# Chrysos goes crazy on grass



## oakleysmommy (Feb 20, 2011)

20-30 mins is what i do for my 4 month old as well, no running though on sidewalks...he also loves the grass as well!! he just lays in it i think they like how it feels...he eats it as well sometimes but i stop him if i can


----------



## mylissyk (Feb 25, 2007)

Those are good walks for him. Playing in the grass is totally normal, it's a new stimulation for him, he's having fun.


----------



## mfreib1 (Apr 8, 2011)

completely normal, our little one sometimes starts running in circles and she LOVES digging up grass and chewing it like she is attacking something. Doesn't really eat the gras just kind of gets it in her mouth and shakes it to where it flies around in the air......ill post a pic.


----------



## mfreib1 (Apr 8, 2011)

our little girl enjoying the grass.........









attacking it.....


----------



## Dexell1827 (Feb 23, 2011)

Sounds like normal Golden puppy behavior to me. In fact, my 7-year-old Golden boy still goes crazy every time he's let into the yard, rubbing his back and "attacking" the grass.


----------



## Lilliam (Apr 28, 2010)

Eeeeeeeeeeeeeeeeeeeeeeeeeeeeeeeeee!!!!!!!!!!!!!!!!!!!!!!!!!!!!!!!!!!!!!!!!!!!!!!!!!!1

squeeeeeeeeeeaaaaaaaaaaallll!!!!!!!!!!!!!!!!!!!!


----------



## MyBuddy22 (Oct 29, 2010)

sounds like a typical golden to me.... rolling and chewing the grass. zooooomieeeeessssssssssssssssssssssssssssssssssssss in the grass =P


----------



## wizo (Nov 6, 2010)

Oh wow! Ok thanks guys, you've put my mind at ease! Haha, looks like I'll be letting him run and roll around the grass more often! :wavey:


----------



## West (Jul 9, 2010)

Wait until you see him near water. Then you'll see real craziness 
Cooper also loves the grass. I think it feels good between his toes, like tickly  It must smell better than concrete too!

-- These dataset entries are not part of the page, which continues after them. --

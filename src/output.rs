//! CLI output formatting for all pipeline stages.
//!
//! # Information-First Display
//!
//! Output is **information-centric, not file-centric**. Each document leads
//! with its positional index and title; the markdown source is shown as an
//! indented `Source:` line. Untitled documents show their file stem in
//! parentheses, since the file name is then their only identity.
//!
//! # Output Format
//!
//! ## Docs
//!
//! ```text
//! Docs
//! 001 Logux → README/index.html
//!     Source: README.md
//! 002 (notes) → guide/notes/index.html
//!     Source: guide/notes.md
//!
//! Generated 2 pages
//! ```
//!
//! ## Styles
//!
//! ```text
//! Styles
//! 001 style.css
//!     /logo.svg
//!     /wide.png  @media (min-width: 40em)
//!
//! Repacked 1 stylesheet, 2 urls
//! ```
//!
//! ## Worker
//!
//! ```text
//! Worker → sw.js (cache 1)
//!     /
//!     /style.css
//!
//! Precached 2 files
//! ```
//!
//! # Architecture
//!
//! Each stage has a `format_*` function (returns `Vec<String>`) for testability
//! and a `print_*` wrapper that writes to stdout. Format functions are pure:
//! no I/O, no side effects.

use crate::docs::Document;
use crate::generate::page_path;
use crate::styles::CollectedUrl;
use crate::worker::WorkerConfig;
use std::path::{Path, PathBuf};

// ============================================================================
// Shared entity display helpers
// ============================================================================

/// Format a 1-based positional index as 3-digit zero-padded.
fn format_index(pos: usize) -> String {
    format!("{:0>3}", pos)
}

/// Return indentation string: 4 spaces per depth level.
fn indent(depth: usize) -> String {
    "    ".repeat(depth)
}

/// Format an entity header: titled entities show the title, untitled ones
/// their file stem in parens.
///
/// ```text
/// 001 Getting Started
/// 002 (notes)
/// ```
fn entity_header(index: usize, title: Option<&str>, stem: &str) -> String {
    match title {
        Some(t) if !t.is_empty() => format!("{} {}", format_index(index), t),
        _ => format!("{} ({})", format_index(index), stem),
    }
}

fn plural(count: usize, one: &str, many: &str) -> String {
    if count == 1 {
        format!("{count} {one}")
    } else {
        format!("{count} {many}")
    }
}

/// `/`-separated display path of `path` relative to `root`.
fn display_path(path: &Path, root: &Path) -> String {
    crate::docs::relative_path(root, path)
}

// ============================================================================
// Docs
// ============================================================================

/// Format the transformed documents with their output pages.
pub fn format_docs_output(docs: &[Document]) -> Vec<String> {
    let mut lines = vec!["Docs".to_string()];
    for (i, doc) in docs.iter().enumerate() {
        let stem = Path::new(&doc.path)
            .file_stem()
            .map(|s| s.to_string_lossy().into_owned())
            .unwrap_or_default();
        let page = display_path(&page_path(&doc.path), Path::new(""));
        lines.push(format!(
            "{} → {}",
            entity_header(i + 1, doc.title.as_deref(), &stem),
            page
        ));
        lines.push(format!("{}Source: {}", indent(1), doc.path));
    }
    lines.push(String::new());
    lines.push(format!("Generated {}", plural(docs.len(), "page", "pages")));
    lines
}

/// Print docs output to stdout.
pub fn print_docs_output(docs: &[Document]) {
    for line in format_docs_output(docs) {
        println!("{}", line);
    }
}

// ============================================================================
// Styles
// ============================================================================

/// Format repacked stylesheets and the URLs collected from them.
///
/// `urls` holds one list per file, in the order of `files`.
pub fn format_styles_output(
    files: &[PathBuf],
    urls: &[Vec<CollectedUrl>],
    output_root: &Path,
) -> Vec<String> {
    let mut lines = vec!["Styles".to_string()];
    let mut total = 0;
    for (i, file) in files.iter().enumerate() {
        lines.push(format!(
            "{} {}",
            format_index(i + 1),
            display_path(file, output_root)
        ));
        for entry in urls.get(i).map(Vec::as_slice).unwrap_or_default() {
            total += 1;
            match &entry.media {
                Some(media) => lines.push(format!("{}{}  @media {}", indent(1), entry.url, media)),
                None => lines.push(format!("{}{}", indent(1), entry.url)),
            }
        }
    }
    lines.push(String::new());
    lines.push(format!(
        "Repacked {}, {}",
        plural(files.len(), "stylesheet", "stylesheets"),
        plural(total, "url", "urls")
    ));
    lines
}

/// Print styles output to stdout.
pub fn print_styles_output(files: &[PathBuf], urls: &[Vec<CollectedUrl>], output_root: &Path) {
    for line in format_styles_output(files, urls, output_root) {
        println!("{}", line);
    }
}

// ============================================================================
// Worker
// ============================================================================

/// Format the generated worker and its precache manifest.
pub fn format_worker_output(config: &WorkerConfig, script_name: &str) -> Vec<String> {
    let mut lines = vec![format!(
        "Worker → {} (cache {})",
        script_name, config.cache_version
    )];
    for file in &config.files {
        lines.push(format!("{}{}", indent(1), file));
    }
    lines.push(String::new());
    lines.push(format!(
        "Precached {}",
        plural(config.files.len(), "file", "files")
    ));
    lines
}

/// Print worker output to stdout.
pub fn print_worker_output(config: &WorkerConfig, script_name: &str) {
    for line in format_worker_output(config, script_name) {
        println!("{}", line);
    }
}

// ============================================================================
// Tests
// ============================================================================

I loved the pictures of the little girl pup! Especially the second one, she's extra cute 

4 months old was my favourite stage! Treasure all their puppy antics!


----------



## wizo (Nov 6, 2010)

haha really?! when he's better trained I will consider bringing him to the beach, it's pet friendly )


----------



## lgnutah (Feb 26, 2007)

Brooks even has particular areas of grass (on our walks) that he likes to stop and roll around on his back on. He also has certain places where he likes to stop and take a few bites of grass in the early spring.


----------



## sdain31y (Jul 5, 2010)

Darby has a couple places, usually grass, that he just kinda flops and shoulder rolls onto his back from a walk. He'll then roll and rub and moan and goan - no doubt he's loving it! Pretty funny to watch. He especially loves grass with morning dew or wet from rain. He'll also do it in newly mown grass and had so much fun one day that the guy mowing the lawn stopped, turned off the mower and just laughed. 

Kinda freaked out the pet walker until I reassured her he wasn't have a seizure or something - LOL!


----------